By July 1969 Optronics had grown beyond what could be achieved working in his spare time in a back-yard shed, so Graham left Rola/Plessey to turn Optronics into a full-time concern.
He moved the business into a factory building and started assembling the machinery necessary for the precision mechanical component manufacture that was going to be needed for his next project – studio tape recorders.
Here he received much advice and practical help from his machinist father, who contributed significantly to the mechanical excellence of the design.

Graham’s broad knowledge and skill-set was vital to this venture, with electronics, mechanicals, electromechanicals, and servo-systems design all being critical elements of the tape recorder design.
As in his days at Byer/Rola, almost all of the parts for Optro recorders were manufactured in-house to ensure rigid quality control.
He is quoted as having said that they “made everything except the heads”.
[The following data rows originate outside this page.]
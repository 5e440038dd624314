//! Per-file transfer state.

use crate::api::FileDescriptor;

/// Lifecycle of a download task.
///
/// Transitions are strictly forward; a retry returns the task to
/// `Pending` for its next attempt, and `Failed` is terminal once the
/// retry budget is exhausted:
///
/// ```text
/// Pending ──► InProgress ──► Verifying ──► Completed
///    ▲            │              │
///    └── retry ───┴──────────────┘──► Failed (terminal)
/// ```
#[derive(Debug, Clone, Copy, PartialEq, Eq)]
pub enum TaskStatus {
    /// Waiting for a worker (or for its next attempt).
    Pending,
    /// Bytes are being transferred.
    InProgress,
    /// Transfer finished; digest comparison and manifest write pending.
    Verifying,
    /// Verified and recorded; the final file exists.
    Completed,
    /// Retry budget exhausted; recorded in the run report.
    Failed,
}

/// Mutable per-file transfer state.
///
/// Created when the coordinator dispatches a descriptor and destroyed when
/// the task settles. The descriptor itself stays immutable.
#[derive(Debug)]
pub struct DownloadTask {
    descriptor: FileDescriptor,
    status: TaskStatus,
    attempts: u32,
    bytes_transferred: u64,
    last_error: Option<String>,
}

impl DownloadTask {
    /// Create a pending task for a descriptor.
    pub fn new(descriptor: FileDescriptor) -> Self {
        Self {
            descriptor,
            status: TaskStatus::Pending,
            attempts: 0,
            bytes_transferred: 0,
            last_error: None,
        }
    }

    pub fn descriptor(&self) -> &FileDescriptor {
        &self.descriptor
    }

    pub fn status(&self) -> TaskStatus {
        self.status
    }

    /// Attempts started so far (including the current one).
    pub fn attempts(&self) -> u32 {
        self.attempts
    }

    pub fn bytes_transferred(&self) -> u64 {
        self.bytes_transferred
    }

    pub fn last_error(&self) -> Option<&str> {
        self.last_error.as_deref()
    }

    /// Begin an attempt: `Pending → InProgress`.
    ///
    /// # Panics
    ///
    /// Panics on a non-forward transition; the coordinator owns the state
    /// machine and never drives one backwards.
    pub fn start_attempt(&mut self) {
        assert_eq!(
            self.status,
            TaskStatus::Pending,
            "attempt started from {:?}",
            self.status
        );
        self.status = TaskStatus::InProgress;
        self.attempts += 1;
    }

    /// Record transfer progress.
    pub fn set_bytes_transferred(&mut self, bytes: u64) {
        self.bytes_transferred = bytes;
    }

    /// Transfer done, verification underway: `InProgress → Verifying`.
    pub fn begin_verify(&mut self) {
        assert_eq!(self.status, TaskStatus::InProgress);
        self.status = TaskStatus::Verifying;
    }

    /// Verified and recorded: `Verifying → Completed`.
    pub fn complete(&mut self, bytes: u64) {
        assert_eq!(self.status, TaskStatus::Verifying);
        self.status = TaskStatus::Completed;
        self.bytes_transferred = bytes;
        self.last_error = None;
    }

    /// Attempt failed but the budget allows another: back to `Pending`.
    pub fn retry(&mut self, error: impl Into<String>) {
        assert!(matches!(
            self.status,
            TaskStatus::InProgress | TaskStatus::Verifying
        ));
        self.status = TaskStatus::Pending;
        self.last_error = Some(error.into());
    }

    /// Terminal failure.
    pub fn fail(&mut self, error: impl Into<String>) {
        assert_ne!(self.status, TaskStatus::Completed);
        self.status = TaskStatus::Failed;
        self.last_error = Some(error.into());
    }
}
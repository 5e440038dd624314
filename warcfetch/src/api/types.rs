//! Response models for the WASAPI webdata endpoint.

use std::collections::BTreeMap;

use serde::{Deserialize, Serialize};

/// Metadata for one downloadable archive file, as reported by the API.
///
/// Immutable once received from a page. The `filename` is the descriptor's
/// identity: WASAPI access points guarantee it is unique within an account,
/// and it doubles as the local target name.
#[derive(Debug, Clone, PartialEq, Eq, Serialize, Deserialize)]
pub struct FileDescriptor {
    /// Server-assigned filename; unique within a query result set.
    pub filename: String,

    /// Expected size in bytes. Zero-byte files are legitimate.
    #[serde(default)]
    pub size: u64,

    /// Declared checksums, keyed by algorithm name (e.g. "sha1", "md5").
    #[serde(default)]
    pub checksums: BTreeMap<String, String>,

    /// Download URLs. Access points may publish several mirror locations;
    /// they are tried in order.
    #[serde(default)]
    pub locations: Vec<String>,

    /// Collection the file belongs to (opaque passthrough).
    #[serde(default)]
    pub collection: Option<u64>,

    /// Crawl job that produced the file (opaque passthrough).
    #[serde(default)]
    pub crawl: Option<u64>,

    /// Capture timestamp reported by the access point (opaque passthrough).
    #[serde(rename = "crawl-time", default)]
    pub crawl_time: Option<String>,

    /// Crawl job start time (opaque passthrough).
    #[serde(rename = "crawl-start", default)]
    pub crawl_start: Option<String>,
}

impl FileDescriptor {
    /// The descriptor's identity within a run.
    pub fn id(&self) -> &str {
        &self.filename
    }
}

/// One page of the paginated inventory listing.
///
/// Transient: consumed by the pager, never retained. A missing `next` URL
/// signals the end of the sequence.
#[derive(Debug, Clone, Deserialize)]
pub struct PageResult {
    /// Total number of matching files across all pages, when reported.
    #[serde(default)]
    pub count: Option<u64>,

    /// URL of the next page, already carrying the query parameters.
    #[serde(default)]
    pub next: Option<String>,

    /// Files listed on this page, in server order.
    #[serde(default)]
    pub files: Vec<FileDescriptor>,
}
Mono, stereo and four-track versions of his Optro design were later purchased in significant numbers by the ABC.

The Optro machines were the first to incorporate a crystal-locked servo driven capstan motor, which resulted in significantly improved wow and flutter performance. It was an innovation later adopted by most other tape machine manufacturers. This advance also permitted the inclusion of an integrated varispeed function in the machines. Previously, synchronous capstan motors were used, which are speed-locked to the mains frequency. To vary the speed of such motors, a cumbersome (and expensive) external power amplifier and oscillator needed to be employed. Consequently until the Optro 1000 series (and its inevitable imitators) the varispeed function was not widely available to recording engineers and producers.

The first Optro1000 16Track goes into Bill Armstrong Studios
Graham with the first Optro1000 16Track.
Bill Armstrong Studios – Albert Road.

 

In June 1971 the first Optro1000 16Track recorder was finally delivered to Bill Armstrong Studios.

This is claimed to be the first 16Track recorder used in Australia.

Bill Armstrong recalls that Graham was a perfectionist, and was always holding back his products’ delivery for that one last improvement or tweak – but that when delivered they worked superbly.

The “sixteen tracks across a two inch tape” format required a high level of tolerance in deck precision and stability, as well as tape handling. The excellent performance of these machines was a tribute to Graham’s electro-mechanical as well as electronic design and manufacturing skills.

Graham with Bill Armstrong when the Optro 16Track met an early Optro mixing desk
Graham with Bill Armstrong when the Optro 16Track met an early Optro mixing desk

 

Later a 24Track machine was designed and built and, naturally, Bill Armstrong’s studios again benefited from this ground-breaking initiative.

As well as the tape recorders, Graham and “Optro” continued to develop advanced audio consoles and outboard equipment – providing equipment to studios and broadcasters across Australia. A 1973 article in the media industry weekly B&T reports on the new 2SM Sydney studios and refers to Otpro mixing desks in their on-air studios.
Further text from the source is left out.